In 2012, the shopping giant started automating the process of monitoring users’ activity and sending it to advertisers, who then post targeted adverts. Sounds long-winded, but it happens in the blink of an eye. One moment you’re browsing for lawnmowers; next moment you’re looking at a sidebar of hedge-trimmer adverts posted by third-party advertisers.
Firefox
Mozilla’s open-source browser was advert-free until earlier this year, when it introduced Suggested Tiles (www.snipca.com/18627) - essentially targeted adverts. So it does share your data with advertisers.
However, it goes further than its rivals in letting you control the data you share. Just before we went to press, Firefox released a new Tracking Protection feature (www.snipca.com/18624) that lets you limit the data it collects. If you use this feature together with Private Browsing (www.snipca.com/18625), you’ll block adverts, analytics trackers and ‘share’ buttons that social-networking sites use to collect saleable data.
Remember, though - Firefox is not a unified beast. It supports thousands of extensions (‘add-ons’) whose developers’ attitudes to your privacy can vary. Check an extension’s small print - including sneaky mentions of in-app purchases - before you add it to Firefox.
DOES ADBLOCK PLUS SELL YOUR DATA?
"Ad Blockers in iOS 9 Are Selling Your Personal Data" screamed recent headlines (www.snipca.com/18581). Please don't let that put you off using advert-blockers - they're a vital privacy tool. The story was actually about the difficulty of changing app permissions in iOS, and used a fake advert-blocking app as an example.
Adblock Plus, our favourite free advert-blocking extension, has a clear and reassuring Privacy Policy (https://adblockplus.org/privacy). The tool stores data about ad-blocking activity, but only locally on your PC - not on its servers.
However, if you use other extensions in the same browser, they may grab data from Adblock Plus for their own servers.
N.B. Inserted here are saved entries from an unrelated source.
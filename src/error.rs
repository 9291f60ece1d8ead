//! Error types for the evalume library.
//!
//! Each failure domain gets its own type because each one ends a different
//! operation:
//!
//! * [`SubmissionError`]: the submission never produced a job. The user
//!   fixes the input (or the network) and submits again.
//!
//! * [`TrackingError`]: a status query failed at the transport level. The
//!   whole tracking session stops; nothing is retried.
//!
//! * [`StageFailure`]: **not** a transport error: the backend finished a
//!   stage with a FAILED outcome. It is data carried inside the aggregated
//!   report, and it never hides the other stage's result.
//!
//! * [`RenderError`]: the PDF could not be produced. Prior session state is
//!   left untouched and no partial file is written.
//!
//! [`EvalumeError`] wraps all of them for callers that just want `?`.

use crate::job::Stage;
use std::path::PathBuf;
use thiserror::Error;

/// Generic message shown to the user when tracking breaks down.
///
/// The underlying cause is logged, never displayed.
pub const TRACKING_FAILED_MESSAGE: &str = "Failed to get analysis status.";

/// Errors raised while submitting an image for analysis.
#[derive(Debug, Error)]
pub enum SubmissionError {
    // ── Validation (no network call was made) ────────────────────────────
    /// Topic was empty or whitespace only.
    #[error("Please provide a topic for analysis.")]
    MissingTopic,

    /// The file does not look like an image.
    #[error("Invalid file type{}. Please select an image.", .mime.as_deref().map(|m| format!(" '{m}'")).unwrap_or_default())]
    NotAnImage { mime: Option<String> },

    /// The image exceeds the upload limit.
    #[error("File size exceeds the {limit_mb} MB limit ({size} bytes).")]
    FileTooLarge { size: u64, limit_mb: u64 },

    /// The image file could not be read from disk.
    #[error("Failed to read image '{path}': {source}")]
    ReadFailed {
        path: PathBuf,
        #[source]
        source: std::io::Error,
    },

    // ── Gateway ──────────────────────────────────────────────────────────
    /// Gateway answered with something other than `202 Accepted`.
    ///
    /// `message` is the body's `detail`/`message` field, verbatim.
    #[error("Failed to upload image. {message}")]
    Rejected { status: u16, message: String },

    /// The request never reached the gateway or the connection broke.
    #[error("Failed to upload image. {0}")]
    Network(String),

    /// Gateway accepted the submission but the body was not understood.
    #[error("Failed to upload image. Unexpected response: {0}")]
    MalformedResponse(String),
}

impl SubmissionError {
    /// `true` when the error was raised before any network traffic.
    pub fn is_validation(&self) -> bool {
        matches!(
            self,
            Self::MissingTopic
                | Self::NotAnImage { .. }
                | Self::FileTooLarge { .. }
                | Self::ReadFailed { .. }
        )
    }
}

/// Errors that end a tracking session.
///
/// `Display` always yields [`TRACKING_FAILED_MESSAGE`]; use
/// [`TrackingError::detail`] for the underlying cause.
#[derive(Debug, Clone, Error)]
pub enum TrackingError {
    /// Transport-level failure (connect, timeout, broken body).
    #[error("{}", TRACKING_FAILED_MESSAGE)]
    Network { run_id: String, detail: String },

    /// Gateway answered with a non-success status.
    #[error("{}", TRACKING_FAILED_MESSAGE)]
    Status {
        run_id: String,
        status: u16,
        message: String,
    },

    /// Gateway answered 2xx but the body could not be decoded.
    #[error("{}", TRACKING_FAILED_MESSAGE)]
    Decode { run_id: String, detail: String },
}

impl TrackingError {
    /// The run the failing query belonged to.
    pub fn run_id(&self) -> &str {
        match self {
            Self::Network { run_id, .. } | Self::Status { run_id, .. } | Self::Decode { run_id, .. } => {
                run_id
            }
        }
    }

    /// Underlying cause, for logs.
    pub fn detail(&self) -> String {
        match self {
            Self::Network { detail, .. } => format!("network: {detail}"),
            Self::Status {
                status, message, ..
            } => format!("HTTP {status}: {message}"),
            Self::Decode { detail, .. } => format!("decode: {detail}"),
        }
    }
}

/// A stage that legitimately finished with a FAILED outcome.
#[derive(Debug, Clone, PartialEq, Eq, Error)]
#[error("{} failed: {message}", .stage.label())]
pub struct StageFailure {
    pub stage: Stage,
    pub message: String,
}

/// Errors raised while producing the PDF report.
#[derive(Debug, Error)]
pub enum RenderError {
    /// The PDF object graph could not be serialised.
    #[error("Could not generate PDF: {0}")]
    Pdf(String),

    /// The embedded image could not be re-encoded for the PDF.
    #[error("Could not encode image for PDF: {0}")]
    ImageEncode(String),

    /// Nothing to render: the report has no sections at all.
    #[error("Nothing to render: report is empty")]
    EmptyReport,

    /// Could not create or write the output file.
    #[error("Failed to write report '{path}': {source}")]
    OutputWriteFailed {
        path: PathBuf,
        #[source]
        source: std::io::Error,
    },

    /// The blocking render task died.
    #[error("Render task failed: {0}")]
    Internal(String),
}

/// Umbrella error for the library.
#[derive(Debug, Error)]
pub enum EvalumeError {
    #[error(transparent)]
    Submission(#[from] SubmissionError),

    #[error(transparent)]
    Tracking(#[from] TrackingError),

    #[error(transparent)]
    Render(#[from] RenderError),

    /// Builder validation failed.
    #[error("Invalid configuration: {0}")]
    InvalidConfig(String),

    /// Operation requires state the session does not have yet.
    #[error("{0}")]
    NotReady(String),
}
Adblock Plus recommends using private or incognito browser modes if you don't want data stored anywhere.
KEEP YOUR DATA PRIVATE
Investigate data brokers
Sites that sell your private data to advertisers are often called data brokers. Around 50 brokers are listed on the site StopDataMiningMe (www.stopdatamining.me). Many online forms on the 'Opt Out List' can only be used in the US. Some listed companies have UK branches (for example, www.experian.co.uk), which you can contact for opt-out information.
Tighten Google settings
You can use CCleaner to remove all your Google and Chrome data, but as we saw this may leave you unable to open Chrome. Instead, remove selected cookies, browse incognito, add the Do Not Track extension (www.snipca.com/18629) and consider using a VPN.
Tighten Facebook settings
Facebook's new Privacy Check-Up tool (click the padlock, top-right) doesn't prevent Facebook harvesting - nay, owning - your data. Your ultimate opt-out is to delete your account. Download all your posts and photos first (www.snipca.com/18614).
Tighten Windows settings
Microsoft's new About Our Ads page (www.snipca.com/18630) lets you opt out of certain 'interest-based, (targeted) advertising. It doesn't stop Microsoft gathering and storing your data, though.
Tighten Amazon settings
Use the Advertising Preferences page (www.snipca.com/18626) to control what's shared with advertisers and sellers.